As in our previous work, we exclude a number of variables due to their strong correlations. For instance, we observed among the survey recipients an expected connection between the number of alcoholic drinks consumed this year and the number of alcoholic drinks consumed in the last 30 days.
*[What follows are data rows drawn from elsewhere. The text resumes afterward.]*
//! CSV readers for date-indexed tables and plain samples.
//!
//! Table layout: a header row whose first field names the date column
//! (any name, usually `Date`) followed by parameter names; one row per date.
//! Dates are `YYYY-MM-DD`, optionally followed by a time of day which is
//! ignored. Empty, `null` and `NaN` cells are missing values.

use std::fs;
use std::path::Path;

use chrono::{NaiveDate, NaiveDateTime};

use crate::logging::{self, Component};
use crate::model::{Column, HydroError, TimeTable};

/// Parse a date cell, accepting a trailing time component.
fn parse_date(field: &str) -> Option<NaiveDate> {
    let field = field.trim();
    NaiveDate::parse_from_str(field, "%Y-%m-%d")
        .ok()
        .or_else(|| {
            NaiveDateTime::parse_from_str(field, "%Y-%m-%d %H:%M:%S")
                .ok()
                .map(|dt| dt.date())
        })
        .or_else(|| {
            NaiveDateTime::parse_from_str(field, "%Y-%m-%dT%H:%M:%S")
                .ok()
                .map(|dt| dt.date())
        })
}

/// Parse a numeric cell. `Ok(None)` means a missing value.
fn parse_value(field: &str) -> Result<Option<f64>, String> {
    let field = field.trim();
    if field.is_empty() || field.eq_ignore_ascii_case("null") || field.eq_ignore_ascii_case("nan")
    {
        return Ok(None);
    }
    field
        .parse::<f64>()
        .map(Some)
        .map_err(|_| format!("'{}' is not a number", field))
}

/// Parse a date-indexed CSV table.
pub fn parse_table(csv: &str) -> Result<TimeTable, HydroError> {
    let mut lines = csv
        .lines()
        .enumerate()
        .filter(|(_, line)| !line.trim().is_empty());

    let (_, header) = lines
        .next()
        .ok_or_else(|| HydroError::InvalidInput("table has no header row".to_string()))?;
    let names: Vec<String> = header
        .split(',')
        .skip(1)
        .map(|name| name.trim().to_string())
        .collect();
    if names.is_empty() {
        return Err(HydroError::Parse {
            line: 1,
            message: "header must name a date column and at least one parameter".to_string(),
        });
    }

    let mut dates = Vec::new();
    let mut values: Vec<Vec<f64>> = vec![Vec::new(); names.len()];

    for (index, line) in lines {
        let line_no = index + 1;
        let fields: Vec<&str> = line.split(',').collect();
        if fields.len() != names.len() + 1 {
            return Err(HydroError::Parse {
                line: line_no,
                message: format!("expected {} fields, found {}", names.len() + 1, fields.len()),
            });
        }

        let date = parse_date(fields[0]).ok_or_else(|| HydroError::Parse {
            line: line_no,
            message: format!("invalid date '{}'", fields[0].trim()),
        })?;
        dates.push(date);

        for (column, field) in values.iter_mut().zip(&fields[1..]) {
            let value = parse_value(field).map_err(|message| HydroError::Parse {
                line: line_no,
                message,
            })?;
            column.push(value.unwrap_or(f64::NAN));
        }
    }

    let columns = names
        .into_iter()
        .zip(values)
        .map(|(name, values)| Column::new(name, values))
        .collect();
    TimeTable::new(dates, columns)
}

/// Parse a sample file: one number per line. A non-numeric first line is
/// treated as a header; missing values are skipped.
pub fn parse_sample(text: &str) -> Result<Vec<f64>, HydroError> {
    let mut sample = Vec::new();
    for (index, line) in text.lines().enumerate() {
        let field = line.trim();
        if field.is_empty() {
            continue;
        }
        match parse_value(field) {
            Ok(Some(value)) => sample.push(value),
            Ok(None) => {}
            Err(_) if index == 0 => {} // header
            Err(message) => {
                return Err(HydroError::Parse {
                    line: index + 1,
                    message,
                })
            }
        }
    }
    Ok(sample)
}

/// Load a date-indexed CSV table from disk.
pub fn load_table(path: impl AsRef<Path>) -> Result<TimeTable, HydroError> {
    let path = path.as_ref();
    let text = fs::read_to_string(path)?;
    let table = parse_table(&text)?;
    logging::debug(
        Component::Ingest,
        path.to_str(),
        &format!(
            "Loaded {} rows, columns: {}",
            table.len(),
            table.column_names().join(", ")
        ),
    );
    Ok(table)
}

/// Load a sample either from one column of a table (when `column` is given)
/// or from a plain one-value-per-line file.
pub fn load_sample(path: impl AsRef<Path>, column: Option<&str>) -> Result<Vec<f64>, HydroError> {
    let path = path.as_ref();
    let sample = match column {
        Some(name) => load_table(path)?.require_column(name)?.finite_values(),
        None => parse_sample(&fs::read_to_string(path)?)?,
    };
    logging::debug(
        Component::Ingest,
        path.to_str(),
        &format!("Loaded sample of {} values", sample.len()),
    );
    Ok(sample)
}

// ---------------------------------------------------------------------------
// Tests
// ---------------------------------------------------------------------------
We believe that the latter variable will serve as a more robust indicator for opiate use, so to streamline our analysis and enhance the veracity of our work, we made the decision to remove the former variable.

After removing a number of observations that were missing data, we were left with approximately 42,000 observations spanning the 10 years of survey data.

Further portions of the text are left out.